2010-04-09 Thread Job Vranish
I vote for adding a feature that would let people post comments/code
snippets to the documentation of other peoples packages :)

It would be even nicer if you could post comments to individual haskell
definitions on the haddock page, and then hide most of them by default under
an expander of some sort.

I've often spent time trying to figure out how poorly documented function(s)
on someone else's package worked. Once I've figured it out, I usually have a
nice little example or explanation that I could post to save other people
the same trouble. Having an easy way to do this would be nice.

Basically any collaborative/wikish enhancements to the documentation on
hackage packages would make me happy :)

- Job

On Wed, Apr 7, 2010 at 4:43 AM, Matthew Gruen wikigraceno...@gmail.comwrote:

 On Wed, Apr 7, 2010 at 12:40 AM, Matthew Gruen wikigraceno...@gmail.com
 wrote:
  Hi Haskellers,
 
  snip

 Oh, heh, I apologize if that was more of a wall of text than I had
 realized. The above wasn't a project proposal itself, more the result
 of some brainstorming and some research. If you have the time to read
 it, I'd really appreciate your feedback.
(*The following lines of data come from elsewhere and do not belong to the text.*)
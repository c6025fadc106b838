//! Page configuration, navigation and readiness.
//!
//! A `Page` is one browsing context inside a `Session`, fully disguised
//! before the first navigation: identity, headers and evasion hooks are all
//! in place before any page script can observe the environment.

use std::collections::HashMap;
use std::sync::Arc;
use std::time::Duration;

use headless_chrome::protocol::cdp::Page::AddScriptToEvaluateOnNewDocument;
use headless_chrome::Tab;
use rand::Rng;
use tokio::time::timeout;
use tracing::{debug, warn};

use crate::error::{RenderError, Result};
use crate::identity::{self, BrowserIdentity};
use crate::session::Session;
use crate::stealth;

/// Hard bound on one navigation, matching a patient human's give-up point.
pub const NAVIGATION_TIMEOUT: Duration = Duration::from_secs(30);

/// Post-load dwell range; real users do not act the instant `load` fires.
const SETTLE_JITTER_MS: std::ops::Range<u64> = 1000..2000;

/// In-page poll interval for the dynamic-content heuristic.
const DYNAMIC_SETTLE_POLL_MS: u64 = 100;

/// Soft deadline for the dynamic-content heuristic. Pages that never
/// quiesce (carousels, tickers) resolve as pending instead of blocking the
/// extraction forever.
const DYNAMIC_SETTLE_LIMIT_MS: u64 = 10_000;

pub struct Page {
    tab: Arc<Tab>,
    identity: &'static BrowserIdentity,
}

impl Page {
    /// Attach a new page to `session` and apply the full anti-detection
    /// setup. All steps must succeed before the page may navigate anywhere.
    pub fn configure(session: &Session) -> Result<Page> {
        let tab = session.new_tab()?;
        tab.set_default_timeout(NAVIGATION_TIMEOUT);

        let identity = identity::pick();
        tab.set_user_agent(
            identity.user_agent,
            Some("en-US,en;q=0.9"),
            Some(identity.platform),
        )?;

        let headers: HashMap<&str, &str> = stealth::NAVIGATION_HEADERS.iter().copied().collect();
        tab.set_extra_http_headers(headers)?;

        // Registered before navigation so it runs ahead of every page script.
        tab.call_method(AddScriptToEvaluateOnNewDocument {
            source: stealth::evasion_script(identity.platform),
            world_name: None,
            include_command_line_api: None,
            run_immediately: None,
        })?;

        debug!(user_agent = identity.user_agent, "page configured");
        Ok(Page { tab, identity })
    }

    pub fn tab(&self) -> &Arc<Tab> {
        &self.tab
    }

    /// Navigate to `url` and wait for the browser's loaded signal, bounded
    /// at [`NAVIGATION_TIMEOUT`]. On success, sleeps a randomized 1–2 s to
    /// let late scripts run before anything is extracted. Never retries.
    pub async fn navigate(&self, url: &str) -> Result<()> {
        let tab = Arc::clone(&self.tab);
        let target = url.to_string();
        let navigation = tokio::task::spawn_blocking(move || -> anyhow::Result<()> {
            tab.navigate_to(&target)?;
            tab.wait_until_navigated()?;
            Ok(())
        });

        match timeout(NAVIGATION_TIMEOUT, navigation).await {
            Ok(Ok(Ok(()))) => {}
            Ok(Ok(Err(e))) => return Err(classify_navigation_error(url, e)),
            Ok(Err(join)) => {
                return Err(RenderError::Browser(anyhow::anyhow!(
                    "navigation task failed: {join}"
                )))
            }
            Err(_) => {
                return Err(RenderError::NavigationTimeout {
                    url: url.to_string(),
                    timeout_ms: NAVIGATION_TIMEOUT.as_millis() as u64,
                })
            }
        }

        let dwell = rand::thread_rng().gen_range(SETTLE_JITTER_MS);
        tokio::time::sleep(Duration::from_millis(dwell)).await;
        Ok(())
    }

    /// Wait for dynamically loaded content to settle: no in-flight XHR or
    /// fetch resource entries and no running animations, polled inside the
    /// page every 100 ms. Best-effort by design — a page that will not
    /// settle is logged and extraction proceeds anyway.
    pub async fn await_dynamic_settle(&self) {
        let tab = Arc::clone(&self.tab);
        let script = settle_script();
        let outcome =
            tokio::task::spawn_blocking(move || tab.evaluate(&script, true)).await;

        match outcome {
            Ok(Ok(result)) => {
                let settled = result.value.as_ref().and_then(|v| v.as_str()) == Some("settled");
                if !settled {
                    warn!("dynamic content did not settle in time, extracting anyway");
                }
            }
            Ok(Err(e)) => warn!(error = %e, "dynamic-settle probe failed, extracting anyway"),
            Err(e) => warn!(error = %e, "dynamic-settle task failed, extracting anyway"),
        }
    }
}

impl Drop for Page {
    fn drop(&mut self) {
        // The page must go before its session; failures here must never mask
        // the operation's real outcome.
        if let Err(e) = self.tab.close(true) {
            warn!(
                error = %e,
                platform = self.identity.platform,
                "failed to close page cleanly"
            );
        }
    }
}

fn classify_navigation_error(url: &str, source: anyhow::Error) -> RenderError {
    let message = format!("{source:#}").to_ascii_lowercase();
    if message.contains("timeout") || message.contains("timed out") || message.contains("never came")
    {
        RenderError::NavigationTimeout {
            url: url.to_string(),
            timeout_ms: NAVIGATION_TIMEOUT.as_millis() as u64,
        }
    } else {
        RenderError::Browser(source)
    }
}

fn settle_script() -> String {
    format!(
        r#"
        new Promise((resolve) => {{
            const startedAt = Date.now();
            const checkReady = () => {{
                const entries = window.performance.getEntriesByType('resource');
                const anyPendingXhr = entries
                    .some((r) => r.initiatorType === 'xmlhttprequest' && !r.responseEnd);
                const anyPendingFetch = window.fetch && entries
                    .some((r) => r.initiatorType === 'fetch' && !r.responseEnd);
                const anyRunningAnimations = document.getAnimations()
                    .some((a) => a.playState === 'running');

                if (!anyPendingXhr && !anyPendingFetch && !anyRunningAnimations) {{
                    resolve('settled');
                }} else if (Date.now() - startedAt > {limit}) {{
                    resolve('pending');
                }} else {{
                    setTimeout(checkReady, {poll});
                }}
            }};
            checkReady();
        }})
    "#,
        limit = DYNAMIC_SETTLE_LIMIT_MS,
        poll = DYNAMIC_SETTLE_POLL_MS,
    )
}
 In fewer words, what kinds of features would benefit the community
 most for Hackage?

 /Matt
 ___
 Haskell-Cafe mailing list
 Haskell-Cafe@haskell.org
 http://www.haskell.org/mailman/listinfo/haskell-cafe

___
Haskell-Cafe mailing list
Haskell-Cafe@haskell.org
http://www.haskell.org/mailman/listinfo/haskell-cafe


Re: [Haskell-cafe] Re: GSoC: Hackage 2.0

2010-04-09 Thread Job Vranish
On Fri, Apr 9, 2010 at 9:46 AM, Ivan Lazar Miljenovic 
ivan.miljeno...@gmail.com wrote:

 Job Vranish job.vran...@gmail.com writes:
  I vote for adding a feature that would let people post comments/code
  snippets to the documentation of other peoples packages :)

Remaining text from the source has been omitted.